As lifelong learners, we view mergers as opportunities, first and foremost, to improve. In other words, we pursue merger opportunities that will make each firm better than we were as separate firms. We simplistically call this our “better than before” philosophy.

Just like other firms that have successfully pursued mergers, when we evaluate an opportunity, we make sure that there are financial opportunities for both parties. We also make sure that there is a cultural fit and that our merger partners share our commitments to: putting clients first as fiduciaries; delivering customized and holistic solutions for our clients; and attracting, developing, engaging, and retaining top talent. Yet, our discipline ultimately is centered on a singular threshold question: “Will they help us be better than before, and will we help them be better than before?”

How have mergers made us better than before? Here are some examples.

  • Our first merger in 2012 increased our scale in Boston and strengthened our ability to serve attorneys and other professionals as clients. It simultaneously enhanced our expertise in utilizing separate account managers, mutual funds and third-party research consultants.
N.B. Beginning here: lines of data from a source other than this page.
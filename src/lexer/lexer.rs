use tracing::{debug, trace};

use crate::error::{CompileError, CompileResult};

use super::{
    token::{KEYWORDS, OPERATORS, SEPARATORS},
    Span, Token, TokenKind,
};

#[derive(Debug)]
pub struct Lexer {
    chars: Vec<char>,
    tokens: Vec<Token>,
    index: usize,
    line: usize,
    column: usize,
}

impl Lexer {
    fn new(s: &str) -> Self {
        Self {
            chars: s.chars().collect(),
            tokens: vec![],
            index: 0,
            line: 1,
            column: 1,
        }
    }

    fn peek(&self, ahead: usize) -> Option<char> {
        self.chars.get(self.index + ahead).copied()
    }

    fn span(&self) -> Span {
        Span {
            offset: self.index,
            line: self.line,
            column: self.column,
        }
    }

    fn bump(&mut self) -> Option<char> {
        let c = self.peek(0)?;
        self.index += 1;
        if c == '\n' {
            self.line += 1;
            self.column = 1;
        } else {
            self.column += 1;
        }
        Some(c)
    }

    fn take_while(&mut self, f: impl Fn(char) -> bool) -> String {
        let mut s = String::new();
        while let Some(c) = self.peek(0).filter(|&c| f(c)) {
            s.push(c);
            self.bump();
        }
        s
    }

    fn new_token(&mut self, kind: TokenKind, text: String, span: Span) {
        trace!(?kind, %text, line = span.line, column = span.column, "token");
        self.tokens.push(Token { kind, text, span });
    }

    fn error(span: Span, message: impl Into<String>) -> CompileError {
        CompileError::Lex {
            line: span.line,
            column: span.column,
            message: message.into(),
        }
    }

    fn parse_number(&mut self) {
        let span = self.span();
        let s = self.take_while(|c| c.is_ascii_digit());
        self.new_token(TokenKind::Int, s, span);
    }

    fn parse_identifier(&mut self) {
        let span = self.span();
        let s = self.take_while(|c| c.is_ascii_alphabetic());

        let kind = KEYWORDS.get(s.as_str()).copied().unwrap_or(TokenKind::Ident);
        self.new_token(kind, s, span);
    }

    fn parse_string(&mut self) -> CompileResult<()> {
        let span = self.span();
        self.bump();
        let s = self.take_while(|c| c != '"');
        if self.bump() != Some('"') {
            return Err(Self::error(span, "unterminated string literal"));
        }
        self.new_token(TokenKind::Str, s, span);
        Ok(())
    }

    fn skip_comment(&mut self) {
        self.take_while(|c| c != '\n');
    }

    fn _tokenize(&mut self) -> CompileResult<()> {
        while let Some(c) = self.peek(0) {
            let span = self.span();

            if c.is_whitespace() {
                self.bump();
            } else if c.is_ascii_digit() {
                self.parse_number();
            } else if c.is_ascii_alphabetic() {
                self.parse_identifier();
            } else if c == '"' {
                self.parse_string()?;
            } else if SEPARATORS.contains(&c) {
                self.bump();
                self.new_token(TokenKind::Separator, c.to_string(), span);
            } else if c == '/' && self.peek(1) == Some('/') {
                self.skip_comment();
            } else if OPERATORS.contains(&c) {
                self.bump();
                self.new_token(TokenKind::Operator, c.to_string(), span);
            } else {
                return Err(Self::error(span, format!("unknown character '{c}'")));
            }
        }

        let span = self.span();
        self.new_token(TokenKind::Eof, String::new(), span);
        Ok(())
    }

    /// Splits `s` into tokens. The result always ends with exactly one
    /// [`TokenKind::Eof`].
    pub fn tokenize(s: &str) -> CompileResult<Vec<Token>> {
        let mut lexer = Lexer::new(s);
        lexer._tokenize()?;
        debug!(count = lexer.tokens.len(), "lexed source");

        Ok(lexer.tokens)
    }
}
mod ast;
mod cursor;
mod expr;
mod parser;

pub use ast::*;
pub use expr::*;
pub use parser::*;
  • A 2013 merger afforded us immediate access to the New York metro markets and enriched our existing platform for serving corporate executives. Simultaneously, it brought us greater multi-family office capabilities, along with more comprehensive solutions for some of our largest clients. It also bolstered our expertise surrounding, and platform for, alternative investment opportunities. On the technology front, we ultimately concluded that the New York office had the better solution for financial planning software, and we adopted it firm wide soon after our merger.

  • A 2014 transaction brought us even further scale in the Boston area, but it also deepened our expertise and capabilities in quantitative research as well as environmental, social and governance investing.

  • The addition of a team in 2015 introduced an experienced institutional consulting practice serving foundations, endowments and other institutions around the country. It also enabled us to establish an office location in Virginia, through which we could serve institutional and private clients.

  • Our most recent merger in 2017 introduced a premier sports and entertainment practice to our company as well as expanding our geographic presence to the Rocky Mountain region.